The RoamAnywhere appliance that Tisdale has been trialing allows users to migrate from the cellular network to Wi-Fi coverage without interrupting a conversation to type in a code. The system automatically re-routes calls on the fly and creates a seamless transition from access point to access point with software that prevents audio gaps. A thin client on the phone and a central appliance coordinate the handoff of calls between networks.

Another key benefit for the law firm has been indoor cell reception: Previously, their modern offices with multi-paned glass had killed any chance of placing a clear call.

Tisdale also said that Agito gave him the ability to add advanced features traditionally unavailable with cell phones, such as forwarding calls from only certain numbers after hours.

Tisdale will wait until Agito expands the number of mobile platforms it supports before rolling out the technology company-wide. Currently, the company supports the Nokia Symbian operating system, but executives have said that support for Windows Mobile and BlackBerry phones is on the way. Support for the latter category will be a must in many organizations, including Tisdale's, as business users tied to the devices would be loath to give them up.

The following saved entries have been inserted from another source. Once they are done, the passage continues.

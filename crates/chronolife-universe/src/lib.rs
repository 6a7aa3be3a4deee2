//! Universe grid, Life rule, and generation history for Chronolife.
//!
//! This crate owns every piece of simulation state: the board, the boundary
//! rule, and the full list of computed generations. Nothing here performs I/O;
//! file contents come in and go out as strings.
//!
//! # Modules
//!
//! - [`universe`] -- [`Universe`], the authoritative state with editing,
//!   time travel, resize, randomize, and import/export.
//! - [`history`] -- Full-snapshot generation store with a cursor.
//! - [`rules`] -- The B3/S23 rule, neighbor counting, and whole-board steps
//!   under finite or toroidal boundaries.
//! - [`plaintext`] -- `!Name:` header plus `O`/`.` grid codec.
//! - [`pattern`] -- Detached cell blocks for copy, cut, paste, and stamp.
//! - [`saved`] -- Tagged JSON records that keep history and cursor.
//! - [`error`] -- Error types for universe operations.

pub mod error;
pub mod history;
pub mod pattern;
pub mod plaintext;
pub mod rules;
pub mod saved;
pub mod universe;

// Re-export primary types at crate root.
pub use error::UniverseError;
pub use history::History;
pub use pattern::Pattern;
pub use plaintext::PlainText;
pub use saved::{SAVED_FORMAT, SavedUniverse};
pub use universe::{DEFAULT_HEIGHT, DEFAULT_WIDTH, Universe};
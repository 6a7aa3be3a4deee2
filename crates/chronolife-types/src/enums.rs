//! Enumeration types for the Chronolife simulation.

use serde::{Deserialize, Serialize};

/// How a universe treats its edges.
///
/// The mode is fixed when a universe is constructed. It controls both the
/// neighbor-counting rule and how out-of-range coordinates are addressed.
#[derive(Debug, Clone, Copy, Default, PartialEq, Eq, Hash, Serialize, Deserialize)]
pub enum BoundaryMode {
    /// Cells beyond the edge do not exist. Neighbors off the board are not
    /// counted and writes off the board are dropped.
    #[default]
    Finite,
    /// The board wraps on both axes. Coordinates are reduced modulo the
    /// board dimensions on read and write.
    Toroidal,
}

impl BoundaryMode {
    /// Map a `toroidal` flag (as stored in settings files) to a mode.
    pub const fn from_toroidal(toroidal: bool) -> Self {
        if toroidal { Self::Toroidal } else { Self::Finite }
    }

    /// Whether this mode wraps at the edges.
    pub const fn is_toroidal(self) -> bool {
        matches!(self, Self::Toroidal)
    }
}

impl core::fmt::Display for BoundaryMode {
    fn fmt(&self, f: &mut core::fmt::Formatter<'_>) -> core::fmt::Result {
        match self {
            Self::Finite => write!(f, "finite"),
            Self::Toroidal => write!(f, "toroidal"),
        }
    }
}
//! Error types for the Chronolife engine binary.
//!
//! [`EngineError`] is the top-level error type that wraps all possible
//! failure modes during engine startup, the run, and the final save.

use std::path::PathBuf;

/// Top-level error for the engine binary.
///
/// Each variant wraps a specific subsystem error, providing a single
/// error type that `main` can propagate with `?`.
#[derive(Debug, thiserror::Error)]
pub enum EngineError {
    /// Configuration loading or validation failed.
    #[error("config error: {source}")]
    Config {
        /// The underlying config error.
        #[from]
        source: chronolife_core::config::ConfigError,
    },

    /// Building, loading, or encoding the universe failed.
    #[error("universe error: {source}")]
    Universe {
        /// The underlying universe error.
        #[from]
        source: chronolife_universe::UniverseError,
    },

    /// The ticker failed.
    #[error("runner error: {source}")]
    Runner {
        /// The underlying runner error.
        #[from]
        source: chronolife_core::runner::RunnerError,
    },

    /// Reading or writing a universe file failed.
    #[error("file error at {}: {source}", path.display())]
    File {
        /// The file being read or written.
        path: PathBuf,
        /// The underlying I/O error.
        source: std::io::Error,
    },
}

Mathias warned, though, that ditching the landline is not for everyone. Jobs where the worker is tied to a location, such as a call center or help desk, would probably do better to keep the solid reliability of landlines, as they would gain little from being able to take their phone anywhere. In these cases, if appropriate, a call forwarding solution might fill the need.

Adopting wireless calling might also require a boost in Wi-Fi infrastructure. Pejman Roshan, Agito's vice president of marketing, said typical customers had to boost their number of access points by about 10%.

There remains a wide subset of problems that these convergence solutions can help solve. Many buildings have poor cell phone reception, for example, a problem potentially mitigated through a properly deployed wireless network. Other enterprises might be trying to cut prohibitive cell phone bills or help manage a field solution for mobile professionals. Ultimately, the cost-benefit equation comes down to one factor.

"You might spend [more], you might spend less. It's a difficult analysis," Mathias said. "The ultimate determinant [of] value is productivity."

Dual-mode Wi-Fi/cellular phones will become more popular, he said, particularly among the smartphone class of devices, giving deployments more flexibility in choosing the phones that work best for them, while ensuring that -- no matter the service provider -- all employees can access the benefits of constant, unified connectivity.

"Wi-Fi is going to become ubiquitous over time," Mathias said. "And it's the closest thing we have to a global wireless standard."